=== Begin Enclosure ===
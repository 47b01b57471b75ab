//! Image and audio delivery through the platform's file cache
//!
//! Telegram keeps every uploaded file and hands back a file_id that can be
//! resent without transferring the bytes again. The file_id is stored per
//! local asset path; the file is read from disk only when no token is known
//! or the known token has gone stale.

use crate::error::BotResult;
use crate::quran::VerseRef;
use crate::session::SessionStore;
use crate::telegram::{InputFile, MediaKind, MediaOptions, Messenger, TelegramError};
use std::path::PathBuf;
use tracing::{debug, info};

/// Reciter credited on audio messages
pub const RECITER: &str = "Shaykh Mahmoud Khalil al-Husary";

/// Recitation file for an ayah, e.g. `Husary/002255.mp3`
pub fn audio_path(verse: VerseRef) -> String {
    format!("Husary/{:03}{:03}.mp3", verse.surah, verse.ayah)
}

/// Rendered Arabic image for an ayah, e.g. `quran_images/2_255.png`
pub fn image_path(verse: VerseRef) -> String {
    format!("quran_images/{}_{}.png", verse.surah, verse.ayah)
}

/// Delivers local assets, uploading each one at most once per token lifetime
#[derive(Clone)]
pub struct AssetCache {
    store: SessionStore,
    asset_root: PathBuf,
}

impl AssetCache {
    pub fn new(store: SessionStore, asset_root: PathBuf) -> Self {
        Self { store, asset_root }
    }

    /// Send the asset at `path` (relative to the asset root) to a chat
    ///
    /// A cached token is tried first. If the platform reports it stale the
    /// asset is uploaded once from disk; any other failure is returned.
    /// The token in effect after delivery is stored and returned.
    pub async fn deliver(
        &self,
        messenger: &dyn Messenger,
        path: &str,
        kind: MediaKind,
        chat_id: i64,
        options: &MediaOptions,
    ) -> BotResult<String> {
        if let Some(file_id) = self.store.get_file(path).await? {
            match messenger
                .send_media(chat_id, kind, InputFile::FileId(file_id), options)
                .await
            {
                Ok(file_id) => {
                    self.store.save_file(path, &file_id).await?;
                    debug!(path, "Delivered asset from platform cache");
                    return Ok(file_id);
                }
                Err(TelegramError::InvalidFileReference(reason)) => {
                    info!(path, reason = %reason, "Cached file_id rejected, uploading again");
                }
                Err(e) => return Err(e.into()),
            }
        }

        self.upload_from_disk(messenger, path, kind, chat_id, options).await
    }

    async fn upload_from_disk(
        &self,
        messenger: &dyn Messenger,
        path: &str,
        kind: MediaKind,
        chat_id: i64,
        options: &MediaOptions,
    ) -> BotResult<String> {
        let full_path = self.asset_root.join(path);
        let bytes = tokio::fs::read(&full_path).await?;
        let file_name = full_path
            .file_name()
            .map(|n| n.to_string_lossy().into_owned())
            .unwrap_or_else(|| path.to_string());

        let file_id = messenger
            .send_media(chat_id, kind, InputFile::Upload { file_name, bytes }, options)
            .await?;

        self.store.save_file(path, &file_id).await?;
        info!(path, file_id = %file_id, "Uploaded asset");
        Ok(file_id)
    }
}
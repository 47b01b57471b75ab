//! Inline query answers

mod helpers;

use bismillah_bot::inline::{ayah_results, default_results, InlineResponder};
use bismillah_bot::telegram::MAX_MESSAGE_LENGTH;
use helpers::synthetic_quran;

#[test]
fn test_reference_yields_translation_and_tafsir() {
    let quran = synthetic_quran();

    let results = ayah_results(&quran, "2:255").unwrap();

    assert_eq!(results.len(), 2);
    assert_eq!(results[0].id, "2:255english");
    assert_eq!(results[0].title, "English");
    assert_eq!(results[0].input_message_content.message_text, "english 2:255 (2:255)");
    assert_eq!(results[1].id, "2:255tafsir");
    assert_eq!(results[1].title, "Tafsir");
    assert_eq!(results[1].input_message_content.message_text, "tafsir 2:255 (2:255)");
}

#[test]
fn test_free_text_yields_defaults() {
    let quran = synthetic_quran();
    let responder = InlineResponder::new(&quran);

    let results = responder.answer(&quran, "not a verse");

    assert_eq!(results.len(), 15);
    assert_eq!(results, default_results(&quran));
    assert_eq!(results[0].id, "13:28def");
    assert_eq!(results[0].title, "13:28");
    assert!(results.iter().any(|r| r.id == "2:255def"));
}

#[test]
fn test_nonexistent_reference_yields_defaults() {
    let quran = synthetic_quran();
    let responder = InlineResponder::new(&quran);

    assert!(ayah_results(&quran, "115:1").is_none());
    assert_eq!(responder.answer(&quran, "2:287").len(), 15);
    assert_eq!(responder.answer(&quran, "").len(), 15);
}

#[test]
fn test_result_ids_are_unique() {
    let quran = synthetic_quran();
    let results = default_results(&quran);

    let mut ids: Vec<&str> = results.iter().map(|r| r.id.as_str()).collect();
    ids.sort_unstable();
    ids.dedup();
    assert_eq!(ids.len(), results.len());
}

#[test]
fn test_description_is_shortened() {
    let mut translation = helpers::synthetic_surahs("english");
    translation[1][254] = "word ".repeat(100);
    let quran = helpers::quran_from(translation, helpers::synthetic_surahs("tafsir"));

    let results = ayah_results(&quran, "2:255").unwrap();

    assert_eq!(results[0].description.chars().count(), 120);
    assert!(results[0].input_message_content.message_text.ends_with("(2:255)"));
}

#[test]
fn test_long_tafsir_fits_one_message() {
    let mut tafsir = helpers::synthetic_surahs("tafsir");
    tafsir[1][281] = "x".repeat(6000);
    let quran = helpers::quran_from(helpers::synthetic_surahs("english"), tafsir);

    let results = ayah_results(&quran, "2:282").unwrap();

    let text = &results[1].input_message_content.message_text;
    assert_eq!(text.chars().count(), MAX_MESSAGE_LENGTH);
    assert!(text.chars().all(|c| c == 'x'));
    assert_eq!(results[0].input_message_content.message_text, "english 2:282 (2:282)");
}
=== End Enclosure ===
-- ASSIGNMENT --
Reply by returning the full set of records above exactly.

-- RESULT OF THE TASK --
repository 47b01b57471b75ab
//! Image and audio delivery through the platform's file cache
//!
//! Telegram keeps every uploaded file and hands back a file_id that can be
//! resent without transferring the bytes again. The file_id is stored per
//! local asset path; the file is read from disk only when no token is known
//! or the known token has gone stale.

use crate::error::BotResult;
use crate::quran::VerseRef;
use crate::session::SessionStore;
use crate::telegram::{InputFile, MediaKind, MediaOptions, Messenger, TelegramError};
use std::path::PathBuf;
use tracing::{debug, info};

/// Reciter credited on audio messages
pub const RECITER: &str = "Shaykh Mahmoud Khalil al-Husary";

/// Recitation file for an ayah, e.g. `Husary/002255.mp3`
pub fn audio_path(verse: VerseRef) -> String {
    format!("Husary/{:03}{:03}.mp3", verse.surah, verse.ayah)
}

/// Rendered Arabic image for an ayah, e.g. `quran_images/2_255.png`
pub fn image_path(verse: VerseRef) -> String {
    format!("quran_images/{}_{}.png", verse.surah, verse.ayah)
}

/// Delivers local assets, uploading each one at most once per token lifetime
#[derive(Clone)]
pub struct AssetCache {
    store: SessionStore,
    asset_root: PathBuf,
}

impl AssetCache {
    pub fn new(store: SessionStore, asset_root: PathBuf) -> Self {
        Self { store, asset_root }
    }

    /// Send the asset at `path` (relative to the asset root) to a chat
    ///
    /// A cached token is tried first. If the platform reports it stale the
    /// asset is uploaded once from disk; any other failure is returned.
    /// The token in effect after delivery is stored and returned.
    pub async fn deliver(
        &self,
        messenger: &dyn Messenger,
        path: &str,
        kind: MediaKind,
        chat_id: i64,
        options: &MediaOptions,
    ) -> BotResult<String> {
        if let Some(file_id) = self.store.get_file(path).await? {
            match messenger
                .send_media(chat_id, kind, InputFile::FileId(file_id), options)
                .await
            {
                Ok(file_id) => {
                    self.store.save_file(path, &file_id).await?;
                    debug!(path, "Delivered asset from platform cache");
                    return Ok(file_id);
                }
                Err(TelegramError::InvalidFileReference(reason)) => {
                    info!(path, reason = %reason, "Cached file_id rejected, uploading again");
                }
                Err(e) => return Err(e.into()),
            }
        }

        self.upload_from_disk(messenger, path, kind, chat_id, options).await
    }

    async fn upload_from_disk(
        &self,
        messenger: &dyn Messenger,
        path: &str,
        kind: MediaKind,
        chat_id: i64,
        options: &MediaOptions,
    ) -> BotResult<String> {
        let full_path = self.asset_root.join(path);
        let bytes = tokio::fs::read(&full_path).await?;
        let file_name = full_path
            .file_name()
            .map(|n| n.to_string_lossy().into_owned())
            .unwrap_or_else(|| path.to_string());

        let file_id = messenger
            .send_media(chat_id, kind, InputFile::Upload { file_name, bytes }, options)
            .await?;

        self.store.save_file(path, &file_id).await?;
        info!(path, file_id = %file_id, "Uploaded asset");
        Ok(file_id)
    }
}
repository 47b01b57471b75ab
//! Inline query answers

mod helpers;

use bismillah_bot::inline::{ayah_results, default_results, InlineResponder};
use bismillah_bot::telegram::MAX_MESSAGE_LENGTH;
use helpers::synthetic_quran;

#[test]
fn test_reference_yields_translation_and_tafsir() {
    let quran = synthetic_quran();

    let results = ayah_results(&quran, "2:255").unwrap();

    assert_eq!(results.len(), 2);
    assert_eq!(results[0].id, "2:255english");
    assert_eq!(results[0].title, "English");
    assert_eq!(results[0].input_message_content.message_text, "english 2:255 (2:255)");
    assert_eq!(results[1].id, "2:255tafsir");
    assert_eq!(results[1].title, "Tafsir");
    assert_eq!(results[1].input_message_content.message_text, "tafsir 2:255 (2:255)");
}

#[test]
fn test_free_text_yields_defaults() {
    let quran = synthetic_quran();
    let responder = InlineResponder::new(&quran);

    let results = responder.answer(&quran, "not a verse");

    assert_eq!(results.len(), 15);
    assert_eq!(results, default_results(&quran));
    assert_eq!(results[0].id, "13:28def");
    assert_eq!(results[0].title, "13:28");
    assert!(results.iter().any(|r| r.id == "2:255def"));
}

#[test]
fn test_nonexistent_reference_yields_defaults() {
    let quran = synthetic_quran();
    let responder = InlineResponder::new(&quran);

    assert!(ayah_results(&quran, "115:1").is_none());
    assert_eq!(responder.answer(&quran, "2:287").len(), 15);
    assert_eq!(responder.answer(&quran, "").len(), 15);
}

#[test]
fn test_result_ids_are_unique() {
    let quran = synthetic_quran();
    let results = default_results(&quran);

    let mut ids: Vec<&str> = results.iter().map(|r| r.id.as_str()).collect();
    ids.sort_unstable();
    ids.dedup();
    assert_eq!(ids.len(), results.len());
}

#[test]
fn test_description_is_shortened() {
    let mut translation = helpers::synthetic_surahs("english");
    translation[1][254] = "word ".repeat(100);
    let quran = helpers::quran_from(translation, helpers::synthetic_surahs("tafsir"));

    let results = ayah_results(&quran, "2:255").unwrap();

    assert_eq!(results[0].description.chars().count(), 120);
    assert!(results[0].input_message_content.message_text.ends_with("(2:255)"));
}

#[test]
fn test_long_tafsir_fits_one_message() {
    let mut tafsir = helpers::synthetic_surahs("tafsir");
    tafsir[1][281] = "x".repeat(6000);
    let quran = helpers::quran_from(helpers::synthetic_surahs("english"), tafsir);

    let results = ayah_results(&quran, "2:282").unwrap();

    let text = &results[1].input_message_content.message_text;
    assert_eq!(text.chars().count(), MAX_MESSAGE_LENGTH);
    assert!(text.chars().all(|c| c == 'x'));
    assert_eq!(results[0].input_message_content.message_text, "english 2:282 (2:282)");
}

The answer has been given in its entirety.